Aquella mañana grisácea, al levantarse de la pesada cama de ébano, el inquisidor fue sorprendido con la noticia de que un diminuto niño había sido dejado frente a la puerta de su casa. ¿Cómo se atreven a abandonar un recién nacido? ¿Qué pensará la gente más selecta de la ciudad? ¿Qué dirá el pueblo llano de Lisboa? Seguramente dirán que esa criatura es su hijo. ¿Conocerán que el inquisidor es dado a la sodomía, rechaza las mujeres como los buenos frailes a Satanás, ignora el olor de las hembras, y se deleita en el cuerpo de los varones? Este es el inquisidor general del reino, el hombre que debe juzgar la herejía, la hechicería, los pecados contra natura y todo lo malo que crece como hierba mala.

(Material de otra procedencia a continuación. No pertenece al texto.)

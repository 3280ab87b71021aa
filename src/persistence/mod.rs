//! Snapshot files on disk
//!
//! Saves are pretty-printed JSON so they stay diffable and hand-editable.
//! Loading only parses and validates; feeding the result into a running game
//! is the caller's call (`Game::set_state`).

use std::fs;
use std::path::Path;

use log::info;
use thiserror::Error;

use crate::sim::snapshot::{Snapshot, SnapshotError};
use crate::tuning::Tuning;

#[derive(Debug, Error)]
pub enum PersistError {
    #[error("save file i/o failed: {0}")]
    Io(#[from] std::io::Error),
    #[error("save file is not valid JSON: {0}")]
    Json(#[from] serde_json::Error),
    #[error("save file failed validation: {0}")]
    Snapshot(#[from] SnapshotError),
}

pub fn save_snapshot(path: &Path, snapshot: &Snapshot) -> Result<(), PersistError> {
    let json = serde_json::to_string_pretty(snapshot)?;
    fs::write(path, json)?;
    info!("saved game to {}", path.display());
    Ok(())
}

/// Read and validate a save file. Nothing about the running game changes
/// here; a bad file is reported without side effects.
pub fn load_snapshot(path: &Path, tuning: &Tuning) -> Result<Snapshot, PersistError> {
    let json = fs::read_to_string(path)?;
    let snapshot: Snapshot = serde_json::from_str(&json)?;
    snapshot.validate(tuning)?;
    info!("loaded game from {}", path.display());
    Ok(snapshot)
}
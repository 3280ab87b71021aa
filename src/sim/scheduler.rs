//! Cooperative timed-job scheduler
//!
//! Every simulation update runs as a job counted down in logical ticks: the
//! gun update, each ball's motion or explosion, each target's idle tick, the
//! arena's victory watcher and the delayed round restart. The arena owns one
//! `Scheduler` and drains the due jobs each tick; cancellation is synchronous
//! and immediate (single-threaded, no race window).

use std::collections::BTreeMap;

/// What a due job should run, with the owning entity id where relevant.
#[derive(Debug, Clone, Copy, PartialEq, Eq)]
pub enum JobKind {
    GunUpdate,
    TargetIdle(u64),
    BallMotion(u64),
    BallExplosion(u64),
    VictoryWatch,
    Restart,
}

impl JobKind {
    /// Dispatch order within one tick: gun, then target idles, then balls by
    /// entity id, then the arena's own jobs. Insertion order never matters.
    fn priority(&self) -> (u8, u64) {
        match *self {
            JobKind::GunUpdate => (0, 0),
            JobKind::TargetIdle(id) => (1, id),
            JobKind::BallMotion(id) => (2, id),
            JobKind::BallExplosion(id) => (2, id),
            JobKind::VictoryWatch => (3, 0),
            JobKind::Restart => (4, 0),
        }
    }
}

/// Opaque handle to a scheduled job.
#[derive(Debug, Clone, Copy, PartialEq, Eq, PartialOrd, Ord)]
pub struct JobId(u64);

#[derive(Debug, Clone, Copy)]
struct Pending {
    ticks_left: u32,
    kind: JobKind,
}

/// Fixed-tick registry of pending jobs.
#[derive(Debug, Default)]
pub struct Scheduler {
    next_id: u64,
    pending: BTreeMap<u64, Pending>,
}

impl Scheduler {
    pub fn new() -> Self {
        Self::default()
    }

    /// Register a job to fire after `after_ticks` ticks (minimum one).
    pub fn schedule(&mut self, after_ticks: u32, kind: JobKind) -> JobId {
        self.next_id += 1;
        let id = self.next_id;
        self.pending.insert(
            id,
            Pending {
                ticks_left: after_ticks.max(1),
                kind,
            },
        );
        JobId(id)
    }

    /// Cancel a pending job. Cancelling an unknown or already-fired id is a
    /// no-op, never an error.
    pub fn cancel(&mut self, id: JobId) {
        self.pending.remove(&id.0);
    }

    /// Whether a job is still waiting to fire.
    pub fn is_pending(&self, id: JobId) -> bool {
        self.pending.contains_key(&id.0)
    }

    pub fn pending_count(&self) -> usize {
        self.pending.len()
    }

    /// Advance one tick and return the jobs that fired, in dispatch order.
    pub fn take_due(&mut self) -> Vec<(JobId, JobKind)> {
        let mut due = Vec::new();
        self.pending.retain(|&id, p| {
            p.ticks_left -= 1;
            if p.ticks_left == 0 {
                due.push((JobId(id), p.kind));
                false
            } else {
                true
            }
        });
        due.sort_by_key(|&(id, kind)| {
            let (class, entity) = kind.priority();
            (class, entity, id)
        });
        due
    }
}

/// When restoring jobs from a snapshot, whether "was active" jobs come back
/// running or suspended (supports "load but stay paused until resumed").
#[derive(Debug, Clone, Copy, PartialEq, Eq)]
pub enum JobMode {
    Active,
    Paused,
}

/// Lifecycle handle for one deferred update.
///
/// This tri-state is the unit every entity composes to implement
/// start/stop/play/pause uniformly: `None` is inert, `Active` will fire,
/// `Paused` remembers it was active without being scheduled. Snapshots record
/// a slot as a single boolean - "was active" - which is true for both the
/// `Active` and `Paused` states.
#[derive(Debug, Clone, Copy, Default, PartialEq, Eq)]
pub enum JobSlot {
    #[default]
    None,
    Paused,
    Active(JobId),
}

impl JobSlot {
    /// Arm from `None` or `Paused`; an already-active slot is left alone.
    pub fn start(&mut self, sched: &mut Scheduler, after_ticks: u32, kind: JobKind) {
        if matches!(self, JobSlot::None | JobSlot::Paused) {
            *self = JobSlot::Active(sched.schedule(after_ticks, kind));
        }
    }

    /// Resume a paused slot, re-arming with a fresh one-tick delay.
    pub fn play(&mut self, sched: &mut Scheduler, kind: JobKind) {
        self.play_after(sched, 1, kind);
    }

    /// Resume a paused slot with an explicit delay (the delayed restart job
    /// re-arms with its full display duration rather than one tick).
    pub fn play_after(&mut self, sched: &mut Scheduler, after_ticks: u32, kind: JobKind) {
        if *self == JobSlot::Paused {
            *self = JobSlot::Active(sched.schedule(after_ticks, kind));
        }
    }

    /// Cancel and forget. Safe in any state.
    pub fn stop(&mut self, sched: &mut Scheduler) {
        if let JobSlot::Active(id) = *self {
            sched.cancel(id);
        }
        *self = JobSlot::None;
    }

    /// Suspend an active slot, guaranteeing the underlying timer is cancelled.
    /// No-op for `None` and `Paused`.
    pub fn pause(&mut self, sched: &mut Scheduler) {
        if let JobSlot::Active(id) = *self {
            sched.cancel(id);
            *self = JobSlot::Paused;
        }
    }

    pub fn is_active(&self) -> bool {
        matches!(self, JobSlot::Active(_))
    }

    pub fn is_paused(&self) -> bool {
        *self == JobSlot::Paused
    }

    /// What a snapshot records: a paused job still counts as active because
    /// it will fire again after resume.
    pub fn was_active(&self) -> bool {
        *self != JobSlot::None
    }

    /// Rebuild a slot from a snapshot boolean under the given job mode.
    pub fn restore(
        active: bool,
        mode: JobMode,
        sched: &mut Scheduler,
        after_ticks: u32,
        kind: JobKind,
    ) -> Self {
        match (active, mode) {
            (false, _) => JobSlot::None,
            (true, JobMode::Paused) => JobSlot::Paused,
            (true, JobMode::Active) => JobSlot::Active(sched.schedule(after_ticks, kind)),
        }
    }
}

El inquisidor se levanta en la mañana para entregarse a fervientes rezos, a la meditación de sus lecturas y a planificar su ocupado día de labores. Cuatro esclavos bantúes lo llevan en una portentosa litera hasta la vieja catedral de la ciudad. Cuando se cansa de fustigar a los demás sacerdotes, con inspecciones tediosas y falsos sermones, se pasea por los distintos monasterios donde han entrado los jóvenes que aspiran a convertirse en monjes. Puede ser que alguno de ellos le agrade y él se deje llevar de amores por un jovenzuelo que acceda a convertirse en su amante secreto. Ojalá nadie descubra lo que todos saben, el inquisidor es sodomita y hay quienes susurren que el primero que debiera arder en las hogueras del Santo Oficio es precisamente él, el inquisidor.
Sea como sea, la aparición de un niño recién acabado de llegar al mundo puede ahuyentarle la fama que pesa sobre su cabeza. Por lo menos, la muchedumbre podrá pensar que esas difamaciones y dudas sobre su virilidad son falsas y así se disiparían cuando supieren que él, Veríssimo de Lencastre, también sabe sembrar bastardos en vientres de mujeres. Aunque no faltará los que digan que un vicario de la Santa Madre Iglesia también debería vivir una vida casta. Seguramente un hijo natural es pecado y abominable ante los ojos del Altísimo.
En fin… este niño, envuelto en sábanas blancas, contiene un misterio, una bendición y un puñado de sentimientos confusos. La criaturita sonríe cuando se le acerca, llora de hambre cada dos horas y ha sido necesario que se le llame una ama de leche para alimentarlo, una negra de raza angoleña y de pechos generosos. De aquellos pezones gruesos y oscuros será amamantando el supuesto hijo bastardo del inquisidor.
“Habrá que pensar en un nombre cristiano y en un destino digno para el niño”, pensó el inquisidor.
No se hablaba de otra cosa en las plazoletas, en las tabernas cercanas al río, en el Palacio de los Estaus, en la Ribeira y en los monasterios de Lisboa; y el inquisidor se sentía, en el fondo de los fondos, satisfecho con la llegada del sibilino niño. Unos pocos días se le bautizó en la Catedral de Lisboa con el nombre de Jesús Trindade, siendo el padrino el mismísimo inquisidor general, don Veríssimo de Lencastre.